A singing, dancing musical fantasy taking place in the mind of a lead character confined to a hospital bed, who doubles the filmmaker’s own hospital illness/fantasies. But enough about The Singing Detective

Bob Fosse ended up in hospital trying to obsessively re-edit his film Lenny while launching his musical Chicago, and Fosse’s stand-in Roy Scheider (the guy in Jaws whom I disliked less than Richard Dreyfuss) is in a similar fix, plus he’s juggling too many drugs and women, including ex-wife Leland Palmer (that’s the actress’s real name, also of Ken Russell’s Valentino) and dream-girl Jessica Lange. Inspired by 8 1/2, Scheider always surrounded by women in his profession and home life.

Lost the big oscars to Kramer vs. Kramer and Apocalypse Now, but still won a bunch, including editing, which it deserved. Most impressive part of the movie is the dance scenes, which include the camera and editing as part of the dance.

N. Murray:

Joe’s great curse is that he knows everything can be improved with more time and effort — himself included. More than once in the movie, he shows his work to someone who’s exasperated with him for all the time he’s taking and all the money he’s spending, and in each case, they shake their heads, annoyed to have to admit that all his fussing has made the finished product more brilliant. A skeptic might say this is Fosse congratulating himself, but it’s really more of an explanation. It’s impossible to create something as lasting as All That Jazz without doing a lot of personal and collateral damage.

First movie watched since moving to Nebraska!

A movie with no baddies. Cursed ice-princess loses control of her snowy powers and hurts her little sister, then years later as hormonal ice-queen she dooms the whole town to endless winter and runs off. Little sister gathers hunky ice salesman and magic comic snowman (with the voice of Elder Cunningham) to set things right.
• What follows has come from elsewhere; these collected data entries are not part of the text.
// Snapshot Replay
//
// Non-blocking counterpart of the stream channel: everything a
// fresh stream at `cursor` would deliver before it first waits.

use crate::channel::StreamItem;
use crate::log::{AppendLog, RecordStore};

/// Replay `[cursor, len)` as stream messages, in log order.
///
/// A cursor at or past the end yields nothing.
pub fn replay_from<S: RecordStore>(log: &AppendLog<S>, cursor: u64) -> Vec<StreamItem> {
    log.read_from(cursor)
        .into_iter()
        .map(|record| StreamItem { record })
        .collect()
}

#[cfg(test)]
mod tests {
    use super::*;
    use crate::channel::StreamChannel;
    use crate::config::ChannelConfig;
    use crate::log::Record;
    use std::sync::Arc;
    use tokio_util::sync::CancellationToken;

    #[test]
    fn replay_from_middle() {
        let log = AppendLog::from_records([Record(10), Record(20), Record(30)]);
        let records: Vec<i64> = replay_from(&log, 1).iter().map(|i| i.record.0).collect();
        assert_eq!(records, vec![20, 30]);
    }

    #[test]
    fn replay_past_end_is_empty() {
        let log = AppendLog::from_records([Record(10)]);
        assert!(replay_from(&log, 1).is_empty());
        assert!(replay_from(&log, 40).is_empty());
    }

    #[tokio::test(start_paused = true)]
    async fn replay_matches_stream_backlog() {
        let log = Arc::new(AppendLog::from_records((0..20).map(Record)));
        let snapshot = replay_from(&log, 5);

        let mut channel = StreamChannel::open(log.clone(), 5, &ChannelConfig::default());
        let cancel = CancellationToken::new();
        for expected in snapshot {
            assert_eq!(channel.next(&cancel).await, Some(expected));
        }
        assert_eq!(channel.cursor(), log.len());
    }
}
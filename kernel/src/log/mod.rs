// Append Log
//
// The single shared, ordered, append-only sequence of records.
// Every reader and writer goes through this type; nothing else
// holds mutable access to the underlying storage.

mod store;

pub use store::{MemoryStore, RecordStore};

use parking_lot::RwLock;
use serde::{Deserialize, Serialize};
use tokio::sync::watch;

/// Log length returned to a writer right after its append (1-based).
pub type Uid = u64;

/// One immutable scalar payload.
#[derive(Debug, Clone, Copy, PartialEq, Eq, Hash, Serialize, Deserialize)]
#[serde(transparent)]
pub struct Record(pub i64);

impl From<i64> for Record {
    fn from(value: i64) -> Self {
        Record(value)
    }
}

/// Ordered, append-only record log.
///
/// Appends are serialized under a write lock, so the total order of
/// records is the completion order of `append` calls. The new length
/// is published on a watch channel inside the same critical section;
/// readers use it to wake up instead of waiting out a full poll interval.
#[derive(Debug)]
pub struct AppendLog<S: RecordStore = MemoryStore> {
    store: RwLock<S>,
    length: watch::Sender<u64>,
}

impl AppendLog<MemoryStore> {
    /// Create an empty in-memory log.
    pub fn new() -> Self {
        Self::with_store(MemoryStore::default())
    }

    /// Create an in-memory log seeded with `records`, in order.
    pub fn from_records<I>(records: I) -> Self
    where
        I: IntoIterator<Item = Record>,
    {
        let log = Self::new();
        for record in records {
            log.append(record);
        }
        log
    }
}

impl Default for AppendLog<MemoryStore> {
    fn default() -> Self {
        Self::new()
    }
}

impl<S: RecordStore> AppendLog<S> {
    /// Wrap an existing store. Records already in it count toward the length.
    pub fn with_store(store: S) -> Self {
        let (length, _) = watch::channel(store.len());
        Self {
            store: RwLock::new(store),
            length,
        }
    }

    /// Append `record` at index `len()` and return the new length.
    pub fn append(&self, record: Record) -> Uid {
        let mut store = self.store.write();
        let uid = store.push(record);
        self.length.send_replace(uid);
        tracing::debug!(uid, record = record.0, "record appended");
        uid
    }

    /// Number of committed records.
    pub fn len(&self) -> u64 {
        self.store.read().len()
    }

    pub fn is_empty(&self) -> bool {
        self.len() == 0
    }

    /// Record at `index`, or `None` when it has not been appended yet.
    ///
    /// `None` means "retry later", not a fault.
    pub fn get(&self, index: u64) -> Option<Record> {
        self.store.read().get(index)
    }

    /// Snapshot of every record from `cursor` to the current end.
    pub fn read_from(&self, cursor: u64) -> Vec<Record> {
        self.store.read().read_from(cursor)
    }

    /// Watch the log length. Changes after every append.
    pub fn subscribe(&self) -> watch::Receiver<u64> {
        self.length.subscribe()
    }
}
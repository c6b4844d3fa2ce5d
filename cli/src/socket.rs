// WebSocket Sink
//
// Sends channel messages to a client as JSON text frames, and
// watches the inbound half for the client going away.

use async_trait::async_trait;
use axum::extract::ws::{Message, WebSocket};
use serde::Serialize;

use tally_kernel::sink::{ConnectionClosed, Sink};

pub struct JsonSocket {
    socket: WebSocket,
}

impl JsonSocket {
    pub fn new(socket: WebSocket) -> Self {
        Self { socket }
    }
}

#[async_trait]
impl<M> Sink<M> for JsonSocket
where
    M: Serialize + Send + 'static,
{
    async fn deliver(&mut self, message: M) -> Result<(), ConnectionClosed> {
        let text = match serde_json::to_string(&message) {
            Ok(text) => text,
            Err(err) => {
                tracing::error!(error = %err, "cannot encode message, closing connection");
                return Err(ConnectionClosed);
            }
        };

        self.socket
            .send(Message::Text(text.into()))
            .await
            .map_err(|_| ConnectionClosed)
    }

    async fn closed(&mut self) {
        // Inbound frames carry no meaning; only the end of the stream does.
        loop {
            match self.socket.recv().await {
                None | Some(Err(_)) | Some(Ok(Message::Close(_))) => return,
                Some(Ok(_)) => continue,
            }
        }
    }
}
// HTTP / WebSocket Boundary
//
// PUT /append            -> {"uid": n}
// GET /notify  (ws)      -> {"message": "new data", "cursor": n} ...
// GET /stream?cursor=n   -> {"record": r} ...
// GET /                  -> health glue

use std::sync::Arc;

use axum::extract::rejection::{JsonRejection, QueryRejection};
use axum::extract::ws::rejection::WebSocketUpgradeRejection;
use axum::extract::ws::WebSocketUpgrade;
use axum::extract::{Query, State};
use axum::response::{IntoResponse, Response};
use axum::routing::{get, put};
use axum::{Json, Router};
use serde::{Deserialize, Serialize};
use tokio_util::sync::CancellationToken;

use tally_kernel::channel::{NotifyChannel, StreamChannel};
use tally_kernel::config::ChannelConfig;
use tally_kernel::log::AppendLog;
use tally_kernel::write::{AppendRequest, AppendResponse, WriteEndpoint};

use crate::error::Result;
use crate::socket::JsonSocket;

/// Shared handler state.
#[derive(Clone)]
pub struct AppState {
    log: Arc<AppendLog>,
    writer: WriteEndpoint,
    channels: ChannelConfig,
    shutdown: CancellationToken,
}

impl AppState {
    pub fn new(log: Arc<AppendLog>, channels: ChannelConfig, shutdown: CancellationToken) -> Self {
        Self {
            writer: WriteEndpoint::new(log.clone()),
            log,
            channels,
            shutdown,
        }
    }
}

pub fn build_router(state: AppState) -> Router {
    Router::new()
        .route("/", get(root))
        .route("/append", put(append))
        .route("/notify", get(notify))
        .route("/stream", get(stream))
        .with_state(state)
}

#[derive(Debug, Serialize)]
struct RootResponse {
    message: &'static str,
}

async fn root() -> Json<RootResponse> {
    Json(RootResponse { message: "Testing" })
}

async fn append(
    State(state): State<AppState>,
    payload: std::result::Result<Json<AppendRequest>, JsonRejection>,
) -> Result<Json<AppendResponse>> {
    let Json(request) = payload?;
    Ok(Json(state.writer.accept(request)))
}

async fn notify(ws: WebSocketUpgrade, State(state): State<AppState>) -> Response {
    ws.on_upgrade(move |socket| async move {
        let channel = NotifyChannel::connect(state.log.clone(), &state.channels);
        let mut sink = JsonSocket::new(socket);
        channel.run(&mut sink, state.shutdown.child_token()).await;
    })
}

#[derive(Debug, Deserialize)]
struct StreamParams {
    #[serde(default)]
    cursor: u64,
}

async fn stream(
    State(state): State<AppState>,
    params: std::result::Result<Query<StreamParams>, QueryRejection>,
    ws: std::result::Result<WebSocketUpgrade, WebSocketUpgradeRejection>,
) -> Result<Response> {
    // The cursor is checked before the upgrade, so a bad cursor is a 400
    // whether or not the request asked for a WebSocket.
    let Query(StreamParams { cursor }) = params?;
    let ws = match ws {
        Ok(ws) => ws,
        Err(rejection) => return Ok(rejection.into_response()),
    };

    Ok(ws.on_upgrade(move |socket| async move {
        let channel = StreamChannel::open(state.log.clone(), cursor, &state.channels);
        let mut sink = JsonSocket::new(socket);
        channel.run(&mut sink, state.shutdown.child_token()).await;
    }))
}
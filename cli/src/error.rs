// API Errors
//
// Boundary-only failures. Everything here is rejected before the
// request reaches the append log.

use axum::extract::rejection::{JsonRejection, QueryRejection};
use axum::http::StatusCode;
use axum::response::{IntoResponse, Response};
use axum::Json;
use serde::Serialize;
use thiserror::Error;

#[derive(Debug, Error)]
pub enum ApiError {
    /// Malformed or missing write payload.
    #[error("validation error: {0}")]
    Validation(String),

    /// Unparseable query string, e.g. a negative cursor.
    #[error("bad request: {0}")]
    BadRequest(String),
}

impl ApiError {
    pub fn status_code(&self) -> StatusCode {
        match self {
            Self::Validation(_) => StatusCode::UNPROCESSABLE_ENTITY,
            Self::BadRequest(_) => StatusCode::BAD_REQUEST,
        }
    }

    pub fn code(&self) -> &'static str {
        match self {
            Self::Validation(_) => "VALIDATION_ERROR",
            Self::BadRequest(_) => "BAD_REQUEST",
        }
    }
}

impl From<JsonRejection> for ApiError {
    fn from(rejection: JsonRejection) -> Self {
        Self::Validation(rejection.body_text())
    }
}

impl From<QueryRejection> for ApiError {
    fn from(rejection: QueryRejection) -> Self {
        Self::BadRequest(rejection.body_text())
    }
}

#[derive(Debug, Serialize)]
struct ErrorResponse {
    error: &'static str,
    message: String,
}

impl IntoResponse for ApiError {
    fn into_response(self) -> Response {
        let status = self.status_code();
        let body = ErrorResponse {
            error: self.code(),
            message: self.to_string(),
        };

        tracing::warn!(
            error_code = body.error,
            error_message = %body.message,
            status = %status,
            "request rejected"
        );

        (status, Json(body)).into_response()
    }
}

pub type Result<T> = std::result::Result<T, ApiError>;
//! A running node: the ledger behind one lock, the peer registry, and the
//! background miner.

use std::sync::{Mutex, MutexGuard};

use log::{debug, info};
use serde::{Deserialize, Serialize};
use utoipa::ToSchema;
use uuid::Uuid;

use crate::blockchain::{
    AddressSummary, Block, BlockchainError, ChainSnapshot, Ledger, ReconcileOutcome, Transaction,
    TransactionPool,
};
use crate::config::{LedgerConfig, RewardConfig};
use crate::network::PeerRegistry;

/// Everything `GET /blockchain` exposes about this node
#[derive(Debug, Clone, Serialize, Deserialize, ToSchema)]
#[serde(rename_all = "camelCase")]
pub struct NodeSnapshot {
    pub chain: Vec<Block>,
    pub pending_transactions: Vec<Transaction>,
    pub current_node_url: String,
    pub network_nodes: Vec<String>,
}

#[derive(Debug)]
pub struct Node {
    /// Chain and pool are mutated together under this lock
    ledger: Mutex<Ledger>,
    registry: Mutex<PeerRegistry>,
    /// Recipient of this node's mining rewards
    node_address: String,
    reward: RewardConfig,
}

impl Node {
    pub fn new(current_node_url: impl Into<String>, ledger: &LedgerConfig, reward: RewardConfig) -> Self {
        Node {
            ledger: Mutex::new(Ledger::new(ledger)),
            registry: Mutex::new(PeerRegistry::new(current_node_url)),
            node_address: Uuid::new_v4().simple().to_string(),
            reward,
        }
    }

    pub fn node_address(&self) -> &str {
        &self.node_address
    }

    fn ledger(&self) -> Result<MutexGuard<'_, Ledger>, BlockchainError> {
        self.ledger
            .lock()
            .map_err(|_| BlockchainError::SystemError("ledger lock poisoned".to_string()))
    }

    fn registry(&self) -> Result<MutexGuard<'_, PeerRegistry>, BlockchainError> {
        self.registry
            .lock()
            .map_err(|_| BlockchainError::SystemError("peer registry lock poisoned".to_string()))
    }

    pub fn snapshot(&self) -> Result<NodeSnapshot, BlockchainError> {
        let ChainSnapshot { chain, pending_transactions } = self.ledger()?.snapshot();
        let registry = self.registry()?;

        Ok(NodeSnapshot {
            chain,
            pending_transactions,
            current_node_url: registry.self_address().to_string(),
            network_nodes: registry.list_others(),
        })
    }

    /// Accepts an externally built transaction into the pool.
    /// Returns the index of the block it is expected to land in.
    pub fn submit_transaction(&self, transaction: Transaction) -> Result<u64, BlockchainError> {
        transaction.validate()?;
        Ok(self.ledger()?.enqueue(transaction))
    }

    /// Creates a transaction stamped by this node and queues it
    pub fn create_transaction(
        &self,
        resource: &str,
        amount: f64,
        sender: &str,
        recipient: &str,
    ) -> Result<(Transaction, u64), BlockchainError> {
        let transaction = TransactionPool::create(resource, amount, sender, recipient);
        let hint = self.submit_transaction(transaction.clone())?;
        Ok((transaction, hint))
    }

    /// Queues the reward for the block this node just mined
    pub fn create_reward_transaction(&self) -> Result<(Transaction, u64), BlockchainError> {
        self.create_transaction(
            &self.reward.resource,
            self.reward.amount,
            &self.reward.sender,
            &self.node_address,
        )
    }

    /// Mines the next block from the current pool.
    ///
    /// The nonce search runs on a blocking worker with the ledger unlocked; the
    /// lock is taken again only to append. If another block is accepted first
    /// the search is abandoned, as it is when this future is dropped.
    pub async fn mine(&self) -> Result<Block, BlockchainError> {
        loop {
            let job = self.ledger()?.mining_job();
            debug!("Mining block {} over {} transactions", job.index, job.transactions.len());

            let _abandon = job.abandon_on_drop();
            let worker = job.clone();
            let nonce = tokio::task::spawn_blocking(move || worker.solve())
                .await
                .map_err(|e| BlockchainError::SystemError(format!("mining task failed: {}", e)))?;

            let Some(nonce) = nonce else {
                info!("Abandoned mining block {}: tip moved", job.index);
                return Err(BlockchainError::MiningCancelled { height: job.index });
            };

            if let Some(block) = self.ledger()?.complete(&job, nonce)? {
                info!("Mined block {} with nonce {}", block.index, block.nonce);
                return Ok(block);
            }
        }
    }

    /// Accepts a peer's block if it extends our tip
    pub fn receive_block(&self, block: Block) -> Result<Block, BlockchainError> {
        Ok(self.ledger()?.receive_block(block)?.clone())
    }

    /// Runs the longest-valid-chain rule over candidates in the given order
    pub fn reconcile(&self, candidates: Vec<ChainSnapshot>) -> Result<ReconcileOutcome, BlockchainError> {
        Ok(self.ledger()?.reconcile(candidates))
    }

    pub fn chain(&self) -> Result<Vec<Block>, BlockchainError> {
        Ok(self.ledger()?.chain().to_vec())
    }

    pub fn is_valid(&self) -> Result<bool, BlockchainError> {
        Ok(self.ledger()?.is_valid())
    }

    pub fn block_by_hash(&self, hash: &str) -> Result<Option<Block>, BlockchainError> {
        Ok(self.ledger()?.indexer().block_by_hash(hash).cloned())
    }

    pub fn transaction_by_id(&self, id: &str) -> Result<Option<(Transaction, Block)>, BlockchainError> {
        Ok(self
            .ledger()?
            .indexer()
            .transaction_by_id(id)
            .map(|(transaction, block)| (transaction.clone(), block.clone())))
    }

    pub fn address_summary(&self, address: &str) -> Result<AddressSummary, BlockchainError> {
        Ok(self.ledger()?.indexer().address_summary(address))
    }

    pub fn current_node_url(&self) -> Result<String, BlockchainError> {
        Ok(self.registry()?.self_address().to_string())
    }

    pub fn register_peer(&self, address: &str) -> Result<bool, BlockchainError> {
        let added = self.registry()?.add(address);
        if added {
            info!("Registered peer {}", address);
        }
        Ok(added)
    }

    pub fn register_peers(&self, addresses: &[String]) -> Result<usize, BlockchainError> {
        let added = self.registry()?.add_bulk(addresses);
        info!("Registered {} new peers in bulk", added);
        Ok(added)
    }

    /// Known peers in registration order
    pub fn peers(&self) -> Result<Vec<String>, BlockchainError> {
        Ok(self.registry()?.list_others())
    }
}
/// Known peers plus this node's own address, which is never stored as a peer.
///
/// Peers are kept in registration order, which is also the order consensus
/// polls them in.
#[derive(Debug, Clone)]
pub struct PeerRegistry {
    current_node_url: String,
    network_nodes: Vec<String>,
}

impl PeerRegistry {
    pub fn new(current_node_url: impl Into<String>) -> Self {
        PeerRegistry {
            current_node_url: current_node_url.into(),
            network_nodes: Vec::new(),
        }
    }

    pub fn self_address(&self) -> &str {
        &self.current_node_url
    }

    /// Adds a peer. Returns false for self and for addresses already known.
    pub fn add(&mut self, address: &str) -> bool {
        if address == self.current_node_url || self.contains(address) {
            return false;
        }
        self.network_nodes.push(address.to_string());
        true
    }

    /// Adds every address, returning how many were new
    pub fn add_bulk<I, S>(&mut self, addresses: I) -> usize
    where
        I: IntoIterator<Item = S>,
        S: AsRef<str>,
    {
        addresses
            .into_iter()
            .filter(|address| self.add(address.as_ref()))
            .count()
    }

    pub fn contains(&self, address: &str) -> bool {
        self.network_nodes.iter().any(|known| known == address)
    }

    /// Every known peer, excluding this node
    pub fn list_others(&self) -> Vec<String> {
        self.network_nodes.clone()
    }
}

#[cfg(test)]
mod tests {
    use super::*;

    #[test]
    fn test_add_skips_self_and_duplicates() {
        let mut registry = PeerRegistry::new("http://localhost:3001");

        assert!(registry.add("http://localhost:3002"));
        assert!(!registry.add("http://localhost:3002"));
        assert!(!registry.add("http://localhost:3001"));

        assert_eq!(registry.list_others(), vec!["http://localhost:3002".to_string()]);
    }

    #[test]
    fn test_add_bulk_keeps_registration_order() {
        let mut registry = PeerRegistry::new("http://localhost:3001");
        registry.add("http://localhost:3003");

        let added = registry.add_bulk([
            "http://localhost:3002",
            "http://localhost:3001",
            "http://localhost:3003",
            "http://localhost:3004",
        ]);

        assert_eq!(added, 2);
        assert_eq!(
            registry.list_others(),
            vec![
                "http://localhost:3003".to_string(),
                "http://localhost:3002".to_string(),
                "http://localhost:3004".to_string(),
            ]
        );
    }

    #[test]
    fn test_exact_string_equality() {
        let mut registry = PeerRegistry::new("http://localhost:3001");

        assert!(registry.add("http://localhost:3001/"));
        assert!(registry.contains("http://localhost:3001/"));
    }
}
There is singing.

Oscar Isaac (Carey Mulligan’s loser husband in Drive) is a folk singer who gets by on his earnest music and pity over the suicide of his ex-partner, not on his abilities to make or keep friends or smoothly adapt to change. He sleeps at fellow folkies Jean & Jim’s place (cutie couple Justin Timberlake and Carey Mulligan) or arts patrons The Gorfeins. Llewyn may have gotten Jean pregnant, and he accidentally receives (then loses) the Gorfeins’ cat. He’s running out of career options and hastily plans a last-ditch trip to Chicago in the company of sullen actor Garrett Hedlund and grotesque blues man John Goodman, to (unsuccessfully) audition at a major club.

R. Brody: “The symbolic aspect of this sidebar is clear. The jazzman is a hardened cynic with a wound, a habit—and a career; the young actor is a self-deluding purist trapped in humiliating servitude; and for Davis, both options appear unbearable.”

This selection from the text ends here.